4) We trust fellow employees here. So, we don’t have anyone sign off on the bank reconciliations.

That statement may seem silly to some but it is quite common. If I were tasked with doing bank reconciliations as an employee, I would insist to the point of threatening to quit if my supervisor refused to sign off on my bank reconciliations. The approval signature is protection for you in case some accounting irregularity occurs or an accusation is made. Not only does an approval process generally add another pair of eyes to look for errors, it helps to protect you the employee from suspicion.

It also affects the risk level an auditor assigns to your audit. The higher the risk, the more you will see the auditors ask detailed questions. That generally means you will lose valuable time answering inquiries that would be unnecessary in a lower risk audit. Do whatever you can to make your audit low risk.

5) Bank reconciliations have never been done. We need to go back to the beginning to reconcile.

Generally, it is not useful to go back several years to reconcile. That is not a hard rule. Sometimes the situation does require reconciling from five years ago. However, the vast majority of cases I have encountered required going back a maximum of two years.

As well, if you were audited in the previous year, the auditor likely obtained a rough bank reconciliation if you received a clean opinion. In fact, nearly every audit I’ve witnessed required accurate bank reconciliations. So, a prior year audit, generally means you don’t have to go back beyond the last successful audit.

If you have never been audited, I would have a serious conversation with your supervisor before attempting to go back beyond two years. Many times the type of detailed data needed for a bank reconciliation may not be available for several years back. So, find out the true goals from your supervisor. Make sure s/he understands the cost in time and labor is severe for a multi year bank reconciliation.

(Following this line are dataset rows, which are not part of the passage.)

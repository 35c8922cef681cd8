//! Scenario files - one attacker, one target, one attack, repeated

use serde::Deserialize;
use std::collections::{HashMap, HashSet};
use std::path::Path;
use std::time::Duration;
use weakpoint_core::config::{
    load_toml, ConfigError, FamiliesConfig, PracticeConstants, WeakpointsConfig,
};
use weakpoint_core::damage::DamageUnit;
use weakpoint_core::prelude::*;
use weakpoint_core::weakpoint::{FamilyDef, WeakpointDef};

fn default_seed() -> u64 {
    42
}

fn default_trials() -> u32 {
    10_000
}

fn default_learn_seconds() -> u64 {
    10 * 60
}

/// A complete scenario as read from TOML
#[derive(Debug, Clone, Deserialize)]
#[serde(deny_unknown_fields)]
pub struct Scenario {
    #[serde(default = "default_seed")]
    pub seed: u64,
    #[serde(default = "default_trials")]
    pub trials: u32,
    #[serde(default)]
    pub catalog: CatalogDef,
    #[serde(default)]
    pub attacker: SimAttacker,
    pub target: SimTarget,
    pub attack: AttackDef,
    #[serde(default)]
    pub families: Vec<FamilyDef>,
    #[serde(default)]
    pub practice: PracticeConstants,
    #[serde(default)]
    pub weakpoints: Vec<WeakpointDef>,
}

impl Scenario {
    pub fn load(path: &Path) -> Result<Self, ConfigError> {
        load_toml(path)
    }

    pub fn catalog(&self) -> IdCatalog {
        IdCatalog::new()
            .with_proficiencies(self.catalog.proficiencies.iter().cloned())
            .with_effects(self.catalog.effects.iter().cloned())
    }

    pub fn build_families(&self, catalog: &IdCatalog) -> Result<WeakpointFamilies, ConfigError> {
        FamiliesConfig {
            families: self.families.clone(),
            practice: self.practice.clone(),
        }
        .build(catalog)
    }

    pub fn build_weakpoints(&self, catalog: &IdCatalog) -> Result<Weakpoints, ConfigError> {
        WeakpointsConfig {
            weakpoints: self.weakpoints.clone(),
        }
        .build(catalog)
    }
}

/// Ids known to the rest of the game
#[derive(Debug, Clone, Default, Deserialize)]
#[serde(deny_unknown_fields)]
pub struct CatalogDef {
    #[serde(default)]
    pub proficiencies: Vec<String>,
    #[serde(default)]
    pub effects: Vec<String>,
}

/// Attacker with fixed per-style skill and a simple practice counter
#[derive(Debug, Clone, Deserialize)]
#[serde(deny_unknown_fields)]
pub struct SimAttacker {
    #[serde(default)]
    pub melee: f64,
    #[serde(default)]
    pub ranged: f64,
    #[serde(default)]
    pub thrown: f64,
    #[serde(default)]
    pub bonus: f64,
    #[serde(default)]
    pub proficiencies: HashSet<String>,
    /// Practice needed to learn a proficiency
    #[serde(default = "default_learn_seconds")]
    pub learn_seconds: u64,
    #[serde(skip)]
    pub practiced: HashMap<String, Duration>,
}

impl Default for SimAttacker {
    fn default() -> Self {
        SimAttacker {
            melee: 0.0,
            ranged: 0.0,
            thrown: 0.0,
            bonus: 0.0,
            proficiencies: HashSet::new(),
            learn_seconds: default_learn_seconds(),
            practiced: HashMap::new(),
        }
    }
}

impl WeakpointAttacker for SimAttacker {
    fn weakpoint_skill(&self, style: SkillStyle, _weapon: Option<&dyn WeakpointWeapon>) -> f64 {
        match style {
            SkillStyle::Melee => self.melee,
            SkillStyle::Ranged => self.ranged,
            SkillStyle::Thrown => self.thrown,
        }
    }

    fn weakpoint_skill_bonus(&self) -> f64 {
        self.bonus
    }

    fn has_proficiency(&self, proficiency: &str) -> bool {
        self.proficiencies.contains(proficiency)
    }
}

impl ProficiencyLearner for SimAttacker {
    fn practice_proficiency(&mut self, proficiency: &str, amount: Duration) -> bool {
        if self.proficiencies.contains(proficiency) {
            return false;
        }
        let total = self.practiced.entry(proficiency.to_string()).or_default();
        *total += amount;
        if *total < Duration::from_secs(self.learn_seconds) {
            return false;
        }
        tracing::info!(proficiency, "proficiency learned");
        self.proficiencies.insert(proficiency.to_string())
    }
}

#[derive(Debug, Clone, Deserialize)]
#[serde(deny_unknown_fields)]
pub struct SimTarget {
    pub max_health: f64,
    #[serde(default)]
    pub effects: HashSet<String>,
    #[serde(default)]
    pub player: bool,
}

impl WeakpointTarget for SimTarget {
    fn has_effect(&self, effect: &str) -> bool {
        self.effects.contains(effect)
    }

    fn max_health(&self) -> f64 {
        self.max_health
    }

    fn is_player_controlled(&self) -> bool {
        self.player
    }
}

/// How the attack is delivered
#[derive(Debug, Clone, Copy, PartialEq, Eq, Default, Deserialize)]
#[serde(rename_all = "snake_case")]
pub enum AttackKind {
    /// Typed by the dominant physical damage
    #[default]
    Melee,
    Projectile,
    /// No attacker
    Environmental,
}

/// The attack repeated each trial
#[derive(Debug, Clone, Deserialize)]
#[serde(deny_unknown_fields)]
pub struct AttackDef {
    #[serde(default)]
    pub kind: AttackKind,
    #[serde(default)]
    pub thrown: bool,
    /// Chance per trial that the hit is a crit, 0..=1
    #[serde(default)]
    pub crit_chance: f64,
    pub damage: Vec<DamageUnit>,
    #[serde(default)]
    pub resistances: Resistances,
}

impl AttackDef {
    pub fn damage(&self) -> DamageInstance {
        DamageInstance {
            units: self.damage.clone(),
        }
    }
}

/// Weapon whose profile is the scenario's damage
#[derive(Debug, Clone)]
pub struct SimWeapon {
    pub damage: DamageInstance,
    pub thrown: bool,
}

impl WeakpointWeapon for SimWeapon {
    fn damage_profile(&self) -> DamageInstance {
        self.damage.clone()
    }

    fn is_thrown(&self) -> bool {
        self.thrown
    }
}
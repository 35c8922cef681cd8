//! Weak point definition loading

use super::{ConfigError, DefinitionCatalog};
use crate::weakpoint::{WeakpointDef, Weakpoints};
use serde::{Deserialize, Serialize};
use std::path::Path;

/// Container for weak point definitions
#[derive(Debug, Clone, Default, Serialize, Deserialize)]
pub struct WeakpointsConfig {
    #[serde(default)]
    pub weakpoints: Vec<WeakpointDef>,
}

impl WeakpointsConfig {
    /// Validate every definition into a fresh set
    pub fn build(&self, catalog: &dyn DefinitionCatalog) -> Result<Weakpoints, ConfigError> {
        let mut weakpoints = Weakpoints::new();
        weakpoints.load(&self.weakpoints, catalog)?;
        Ok(weakpoints)
    }
}

/// Load weak points from a TOML file
pub fn load_weakpoints(
    path: &Path,
    catalog: &dyn DefinitionCatalog,
) -> Result<Weakpoints, ConfigError> {
    let config: WeakpointsConfig = super::load_toml(path)?;
    config.build(catalog)
}

/// Load weak points from a TOML string
pub fn parse_weakpoints(
    content: &str,
    catalog: &dyn DefinitionCatalog,
) -> Result<Weakpoints, ConfigError> {
    let config: WeakpointsConfig = super::parse_toml(content)?;
    config.build(catalog)
}

#[cfg(test)]
mod tests {
    use super::*;
    use crate::config::IdCatalog;
    use crate::types::{AttackType, DamageType};

    fn catalog() -> IdCatalog {
        IdCatalog::new().with_effects(["bleed", "stunned", "downed"])
    }

    #[test]
    fn test_parse_weakpoints() {
        let toml = r#"
[[weakpoints]]
name = "the eye"
id = "eye"
coverage = 1.5
armor_mult = { all = 0.5, physical = 0.25 }
armor_penalty = { cut = 2.0 }
damage_mult = { all = 2.0 }
crit_mult = { all = 3.0 }
difficulty = { all = 10.0, melee = 4.0, stab = 2.0 }
coverage_mult = { ranged = 0.5 }

[[weakpoints.effects]]
effect = "stunned"
chance = 0.5
duration = [1, 3]
damage_required = [0.1, 1.0]
message = "Your vision blurs!"

[[weakpoints]]
name = "soft belly"
required_effects = ["downed"]

[[weakpoints.effects]]
effect = "bleed"
permanent = true
intensity = [1, 2]
"#;

        let weakpoints = parse_weakpoints(toml, &catalog()).unwrap();
        assert_eq!(weakpoints.ids().collect::<Vec<_>>(), vec!["eye", "soft belly"]);

        let eye = weakpoints.get("eye").unwrap();
        assert_eq!(eye.name, "the eye");
        assert!((eye.coverage - 1.5).abs() < f64::EPSILON);
        assert!((eye.armor_mult[DamageType::Heat] - 0.5).abs() < f64::EPSILON);
        assert!((eye.armor_mult[DamageType::Bullet] - 0.25).abs() < f64::EPSILON);
        assert!((eye.armor_penalty[DamageType::Cut] - 2.0).abs() < f64::EPSILON);
        assert!(eye.armor_penalty[DamageType::Bash].abs() < f64::EPSILON);
        assert!((eye.crit_mult[DamageType::Stab] - 3.0).abs() < f64::EPSILON);
        assert!((eye.difficulty.get(AttackType::MeleeStab) - 2.0).abs() < f64::EPSILON);
        assert!((eye.difficulty.get(AttackType::MeleeBash) - 4.0).abs() < f64::EPSILON);
        assert!((eye.difficulty.get(AttackType::Projectile) - 10.0).abs() < f64::EPSILON);
        assert!((eye.coverage_mult.get(AttackType::Projectile) - 0.5).abs() < f64::EPSILON);
        assert!((eye.coverage_mult.get(AttackType::MeleeCut) - 1.0).abs() < f64::EPSILON);

        let stunned = &eye.effects[0];
        assert_eq!(stunned.duration, (1, 3));
        assert_eq!(stunned.intensity, (1, 1));
        assert_eq!(stunned.message.as_deref(), Some("Your vision blurs!"));

        let belly = weakpoints.get("soft belly").unwrap();
        assert_eq!(belly.required_effects, vec!["downed".to_string()]);
        assert!(belly.effects[0].permanent);
        assert!((belly.coverage - 100.0).abs() < f64::EPSILON);
    }

    #[test]
    fn test_parse_empty() {
        let weakpoints = parse_weakpoints("", &catalog()).unwrap();
        assert!(weakpoints.is_empty());
    }

    #[test]
    fn test_unknown_field_rejected() {
        let toml = r#"
[[weakpoints]]
id = "eye"
covrage = 10.0
"#;
        let err = parse_weakpoints(toml, &catalog()).unwrap_err();
        assert!(matches!(err, ConfigError::ParseError(_)));
    }

    #[test]
    fn test_unknown_effect_rejected() {
        let toml = r#"
[[weakpoints]]
id = "eye"

[[weakpoints.effects]]
effect = "on_fire"
"#;
        let err = parse_weakpoints(toml, &catalog()).unwrap_err();
        assert!(matches!(err, ConfigError::UnknownEffect { ref effect, .. } if effect == "on_fire"));
    }

    #[test]
    fn test_unnamed_weakpoint_rejected() {
        let toml = r#"
[[weakpoints]]
coverage = 100.0
damage_mult = { all = 3.0 }
"#;
        let err = parse_weakpoints(toml, &catalog()).unwrap_err();
        assert!(matches!(err, ConfigError::MissingWeakpointId));
    }

    #[test]
    fn test_infinite_coverage_rejected() {
        let toml = r#"
[[weakpoints]]
id = "eye"
coverage = inf
"#;
        let err = parse_weakpoints(toml, &catalog()).unwrap_err();
        assert!(matches!(err, ConfigError::InvalidCoverage { .. }));
    }

    #[test]
    fn test_missing_file() {
        let err = load_weakpoints(Path::new("/nonexistent/weakpoints.toml"), &catalog()).unwrap_err();
        assert!(matches!(err, ConfigError::IoError(_)));
    }
}
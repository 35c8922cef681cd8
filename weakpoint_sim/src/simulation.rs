//! Weak point simulation utilities

use crate::scenario::{AttackKind, Scenario, SimAttacker, SimTarget, SimWeapon};
use rand::{Rng, SeedableRng};
use rand_chacha::ChaCha8Rng;
use std::collections::BTreeMap;
use weakpoint_core::config::ConfigError;
use weakpoint_core::prelude::*;

/// Counts effects and messages instead of applying them
#[derive(Debug, Default)]
struct CountingSink {
    messages: usize,
}

impl StatusEffectSink for CountingSink {
    fn add_effect(&mut self, _application: &EffectApplication) -> bool {
        true
    }

    fn add_message(&mut self, _message: &str) {
        self.messages += 1;
    }
}

/// A scenario with its definitions validated
pub struct Simulation {
    pub seed: u64,
    pub trials: u32,
    attacker: SimAttacker,
    target: SimTarget,
    weapon: SimWeapon,
    kind: AttackKind,
    crit_chance: f64,
    damage: DamageInstance,
    resistances: Resistances,
    families: WeakpointFamilies,
    weakpoints: Weakpoints,
}

/// Aggregated outcome of a run
#[derive(Debug, Clone, Default, PartialEq)]
pub struct SimReport {
    pub trials: u32,
    /// Selections per weak point id; the default is keyed by ""
    pub selections: BTreeMap<String, u32>,
    pub crit_count: u32,
    pub total_damage: f64,
    /// Applications per effect id
    pub effects: BTreeMap<String, u32>,
    pub messages: usize,
    /// Trial (1-based) on which each proficiency was learned
    pub learned: BTreeMap<String, u32>,
}

impl Simulation {
    pub fn new(scenario: &Scenario) -> Result<Self, ConfigError> {
        let catalog = scenario.catalog();
        let families = scenario.build_families(&catalog)?;
        let weakpoints = scenario.build_weakpoints(&catalog)?;
        let damage = scenario.attack.damage();

        tracing::info!(
            weakpoints = weakpoints.len(),
            families = families.len(),
            trials = scenario.trials,
            seed = scenario.seed,
            "scenario loaded"
        );

        Ok(Simulation {
            seed: scenario.seed,
            trials: scenario.trials,
            attacker: scenario.attacker.clone(),
            target: scenario.target.clone(),
            weapon: SimWeapon {
                damage: damage.clone(),
                thrown: scenario.attack.thrown,
            },
            kind: scenario.attack.kind,
            crit_chance: scenario.attack.crit_chance,
            damage,
            resistances: scenario.attack.resistances,
            families,
            weakpoints,
        })
    }

    fn attack<'a>(&'a self, attacker: &'a SimAttacker, is_crit: bool) -> WeakpointAttack<'a> {
        match self.kind {
            AttackKind::Melee => WeakpointAttack::melee(
                attacker,
                &self.target,
                Some(&self.weapon),
                &self.damage,
                is_crit,
            ),
            AttackKind::Projectile => WeakpointAttack::projectile(
                attacker,
                &self.target,
                Some(&self.weapon),
                self.weapon.thrown,
                is_crit,
            ),
            AttackKind::Environmental => WeakpointAttack {
                is_crit,
                ..WeakpointAttack::environmental(&self.target)
            },
        }
    }

    /// Resolve every trial with a seeded RNG
    ///
    /// Each run starts from the scenario's attacker. Hits on a listed weak
    /// point count as practice, so proficiencies can be learned mid-run.
    pub fn run(&self) -> SimReport {
        let mut rng = ChaCha8Rng::seed_from_u64(self.seed);
        let mut sink = CountingSink::default();
        let mut attacker = self.attacker.clone();
        let mut report = SimReport {
            trials: self.trials,
            ..Default::default()
        };

        for trial in 1..=self.trials {
            let is_crit = self.crit_chance > 0.0 && rng.gen::<f64>() < self.crit_chance;
            let attack = self.attack(&attacker, is_crit);
            let result = resolve_weakpoint_hit_with_rng(
                &self.weakpoints,
                &self.families,
                &attack,
                &self.damage,
                &self.resistances,
                &mut sink,
                &mut rng,
            );

            if result.hit_weakpoint() && self.families.practice_hit(&mut attacker) {
                for family in &self.families.families {
                    if attacker.has_proficiency(&family.proficiency) {
                        report
                            .learned
                            .entry(family.proficiency.clone())
                            .or_insert(trial);
                    }
                }
            }

            *report.selections.entry(result.weakpoint_id).or_default() += 1;
            if result.is_crit {
                report.crit_count += 1;
            }
            report.total_damage += result.total_damage;
            for effect in result.effects_applied {
                *report.effects.entry(effect.effect).or_default() += 1;
            }
        }

        report.messages = sink.messages;
        tracing::info!(trials = self.trials, "simulation complete");
        report
    }
}

impl SimReport {
    /// Share of trials that struck `id`
    pub fn frequency(&self, id: &str) -> f64 {
        if self.trials > 0 {
            self.selections.get(id).copied().unwrap_or(0) as f64 / self.trials as f64
        } else {
            0.0
        }
    }

    /// Calculate average damage per hit
    pub fn avg_damage(&self) -> f64 {
        if self.trials > 0 {
            self.total_damage / self.trials as f64
        } else {
            0.0
        }
    }

    /// Plain-text report, one line per weak point and effect
    pub fn render(&self) -> String {
        let mut lines = vec![format!("{} trials", self.trials)];

        lines.push("Weak points:".to_string());
        for (id, count) in &self.selections {
            let label = if id.is_empty() { "(default)" } else { id.as_str() };
            lines.push(format!(
                "  {:<16} {:>7} {:>6.2}%",
                label,
                count,
                self.frequency(id) * 100.0
            ));
        }

        lines.push(format!("Crits: {}", self.crit_count));
        lines.push(format!("Mean damage: {:.2}", self.avg_damage()));

        if !self.effects.is_empty() {
            lines.push("Effects:".to_string());
            for (effect, count) in &self.effects {
                lines.push(format!("  {:<16} {:>7}", effect, count));
            }
        }
        if self.messages > 0 {
            lines.push(format!("Messages: {}", self.messages));
        }
        if !self.learned.is_empty() {
            lines.push("Proficiencies learned:".to_string());
            for (proficiency, trial) in &self.learned {
                lines.push(format!("  {:<16} trial {}", proficiency, trial));
            }
        }

        lines.join("\n")
    }
}

#[cfg(test)]
mod tests {
    use super::*;
    use std::path::Path;
    use weakpoint_core::config::parse_toml;

    const SCENARIO: &str = r#"
seed = 7
trials = 2000

[catalog]
effects = ["stunned"]

[attacker]
melee = 5.0

[target]
max_health = 100.0

[attack]
damage = [{ type = "stab", amount = 20.0 }]
resistances = { all = 5.0 }

[[weakpoints]]
id = "eye"
coverage = 10.0
difficulty = { stab = 3.0 }
damage_mult = { all = 2.0 }

[[weakpoints.effects]]
effect = "stunned"
"#;

    fn simulation() -> Simulation {
        let scenario: Scenario = parse_toml(SCENARIO).unwrap();
        Simulation::new(&scenario).unwrap()
    }

    #[test]
    fn test_run_frequencies() {
        let report = simulation().run();

        assert_eq!(report.trials, 2000);
        assert_eq!(report.selections.values().sum::<u32>(), 2000);
        assert!((report.frequency("eye") - 0.10).abs() < 0.03);
        assert_eq!(report.effects.get("stunned"), report.selections.get("eye"));
        assert_eq!(report.crit_count, 0);

        // 15 on the default, 30 on the eye
        let eye = report.frequency("eye");
        let expected = 15.0 * (1.0 - eye) + 30.0 * eye;
        assert!((report.avg_damage() - expected).abs() < 1e-9);
    }

    #[test]
    fn test_same_seed_same_report() {
        let simulation = simulation();
        assert_eq!(simulation.run(), simulation.run());
    }

    #[test]
    fn test_render_lists_default_and_effects() {
        let rendered = simulation().run().render();
        assert!(rendered.starts_with("2000 trials"));
        assert!(rendered.contains("(default)"));
        assert!(rendered.contains("stunned"));
    }

    #[test]
    fn test_practice_learns_mid_run() {
        let toml = r#"
seed = 3
trials = 10

[catalog]
proficiencies = ["prof_wp_zombie"]

[attacker]
melee = 1.0
learn_seconds = 120

[target]
max_health = 100.0

[attack]
damage = [{ type = "cut", amount = 10.0 }]

[[families]]
proficiency = "prof_wp_zombie"
bonus = 2.0
penalty = 2.0

[practice]
hit_seconds = 60

[[weakpoints]]
id = "neck"
coverage = 100.0
difficulty = { all = 0.0 }
"#;
        let scenario: Scenario = parse_toml(toml).unwrap();
        let simulation = Simulation::new(&scenario).unwrap();

        // Skill 1 with the 2 point penalty never reaches the neck, so
        // there are no hits to practice on
        let report = simulation.run();
        assert!(report.learned.is_empty());
        assert_eq!(report.frequency(""), 1.0);

        let mut scenario = scenario;
        scenario.families[0].penalty = None;
        let report = Simulation::new(&scenario).unwrap().run();

        // Every trial hits the neck; two minutes of practice is two hits
        assert_eq!(report.frequency("neck"), 1.0);
        assert_eq!(report.learned.get("prof_wp_zombie"), Some(&2));
        assert!(report.render().contains("Proficiencies learned:"));
    }

    #[test]
    fn test_bundled_scenario_loads() {
        let path = Path::new(env!("CARGO_MANIFEST_DIR")).join("data/zombie.toml");
        let scenario = Scenario::load(&path).unwrap();
        let report = Simulation::new(&scenario).unwrap().run();
        assert_eq!(report.selections.values().sum::<u32>(), report.trials);
        assert!(report.learned.contains_key("prof_wp_zombie"));
        assert!(report.frequency("rotten_gut") > 0.0);
    }
}
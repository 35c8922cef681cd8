//! Core types shared by the weakpoint system

use serde::{Deserialize, Serialize};
use std::ops::{Index, IndexMut};

/// Damage type carried by a single damage unit
#[derive(Debug, Clone, Copy, PartialEq, Eq, Hash, Serialize, Deserialize)]
#[serde(rename_all = "snake_case")]
pub enum DamageType {
    Pure,
    Biological,
    Bash,
    Cut,
    Acid,
    Stab,
    Heat,
    Cold,
    Electric,
    Bullet,
}

impl DamageType {
    /// Number of damage types; sizes every per-type table
    pub const COUNT: usize = 10;

    /// Get all damage types, in table order
    pub fn all() -> &'static [DamageType; DamageType::COUNT] {
        &[
            DamageType::Pure,
            DamageType::Biological,
            DamageType::Bash,
            DamageType::Cut,
            DamageType::Acid,
            DamageType::Stab,
            DamageType::Heat,
            DamageType::Cold,
            DamageType::Electric,
            DamageType::Bullet,
        ]
    }

    /// Position of this type in a `DamageTable`
    pub fn index(self) -> usize {
        self as usize
    }

    /// Physical damage is stopped by ordinary armor
    pub fn is_physical(self) -> bool {
        matches!(
            self,
            DamageType::Bash | DamageType::Cut | DamageType::Stab | DamageType::Bullet
        )
    }
}

/// One value per damage type. Always fully populated.
#[derive(Debug, Clone, Copy, PartialEq)]
pub struct DamageTable {
    values: [f64; DamageType::COUNT],
}

impl DamageTable {
    /// Table with every entry set to `value`
    pub fn filled(value: f64) -> Self {
        DamageTable {
            values: [value; DamageType::COUNT],
        }
    }

    pub fn get(&self, damage_type: DamageType) -> f64 {
        self.values[damage_type.index()]
    }

    pub fn set(&mut self, damage_type: DamageType, value: f64) {
        self.values[damage_type.index()] = value;
    }

    /// Iterate `(type, value)` pairs in table order
    pub fn iter(&self) -> impl Iterator<Item = (DamageType, f64)> + '_ {
        DamageType::all().iter().map(move |&t| (t, self.get(t)))
    }
}

impl Default for DamageTable {
    fn default() -> Self {
        DamageTable::filled(0.0)
    }
}

impl Index<DamageType> for DamageTable {
    type Output = f64;

    fn index(&self, damage_type: DamageType) -> &f64 {
        &self.values[damage_type.index()]
    }
}

impl IndexMut<DamageType> for DamageTable {
    fn index_mut(&mut self, damage_type: DamageType) -> &mut f64 {
        &mut self.values[damage_type.index()]
    }
}

/// Per-damage-type values as written in definition files
///
/// Precedence when resolving a type: its own key, then `physical` /
/// `non_physical`, then `all`. Types with no matching key keep the
/// value already in the table.
#[derive(Debug, Clone, Default, Serialize, Deserialize)]
#[serde(deny_unknown_fields)]
pub struct DamageTableDef {
    #[serde(default)]
    pub all: Option<f64>,
    #[serde(default)]
    pub physical: Option<f64>,
    #[serde(default)]
    pub non_physical: Option<f64>,
    #[serde(default)]
    pub pure: Option<f64>,
    #[serde(default)]
    pub biological: Option<f64>,
    #[serde(default)]
    pub bash: Option<f64>,
    #[serde(default)]
    pub cut: Option<f64>,
    #[serde(default)]
    pub acid: Option<f64>,
    #[serde(default)]
    pub stab: Option<f64>,
    #[serde(default)]
    pub heat: Option<f64>,
    #[serde(default)]
    pub cold: Option<f64>,
    #[serde(default)]
    pub electric: Option<f64>,
    #[serde(default)]
    pub bullet: Option<f64>,
}

impl DamageTableDef {
    fn specific(&self, damage_type: DamageType) -> Option<f64> {
        match damage_type {
            DamageType::Pure => self.pure,
            DamageType::Biological => self.biological,
            DamageType::Bash => self.bash,
            DamageType::Cut => self.cut,
            DamageType::Acid => self.acid,
            DamageType::Stab => self.stab,
            DamageType::Heat => self.heat,
            DamageType::Cold => self.cold,
            DamageType::Electric => self.electric,
            DamageType::Bullet => self.bullet,
        }
    }

    /// Resolve the value for one type, if any key covers it
    pub fn resolve(&self, damage_type: DamageType) -> Option<f64> {
        let group = if damage_type.is_physical() {
            self.physical
        } else {
            self.non_physical
        };
        self.specific(damage_type).or(group).or(self.all)
    }

    /// Overwrite the covered entries of `table`
    pub fn apply_to(&self, table: &mut DamageTable) {
        for &damage_type in DamageType::all() {
            if let Some(value) = self.resolve(damage_type) {
                table[damage_type] = value;
            }
        }
    }

    /// Build a table from `default`, overwritten by this definition
    pub fn to_table(&self, default: f64) -> DamageTable {
        let mut table = DamageTable::filled(default);
        self.apply_to(&mut table);
        table
    }
}

/// Category of an incoming attack, as seen by weak points
#[derive(Debug, Clone, Copy, PartialEq, Eq, Hash, Default, Serialize, Deserialize)]
#[serde(rename_all = "snake_case")]
pub enum AttackType {
    /// Falls, spells, effects and other non-combat damage
    #[default]
    None,
    MeleeBash,
    MeleeCut,
    MeleeStab,
    /// Ranged projectiles, including thrown objects
    Projectile,
}

impl AttackType {
    pub const COUNT: usize = 5;

    pub fn all() -> &'static [AttackType; AttackType::COUNT] {
        &[
            AttackType::None,
            AttackType::MeleeBash,
            AttackType::MeleeCut,
            AttackType::MeleeStab,
            AttackType::Projectile,
        ]
    }

    /// Position in a difficulty table; `None` is always 0
    pub fn index(self) -> usize {
        self as usize
    }

    pub fn is_melee(self) -> bool {
        matches!(
            self,
            AttackType::MeleeBash | AttackType::MeleeCut | AttackType::MeleeStab
        )
    }
}

/// Which of the attacker's weak point skills an attack draws on
#[derive(Debug, Clone, Copy, PartialEq, Eq, Hash, Serialize, Deserialize)]
#[serde(rename_all = "snake_case")]
pub enum SkillStyle {
    Melee,
    Ranged,
    Thrown,
}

In most cases, understanding these five important concepts listed above can save you a lot of time and heartache. Remember that an auditor is focused on whether the job of the bank reconciliation was completed in a timely fashion. S/he is also focused on whether bank reconciliations as an internal control process is consistent. Other concerns like penny errors, report formats, having few or no outstanding items just are not as important as achieving an accurate and descriptive list of differences between your book and bank balances.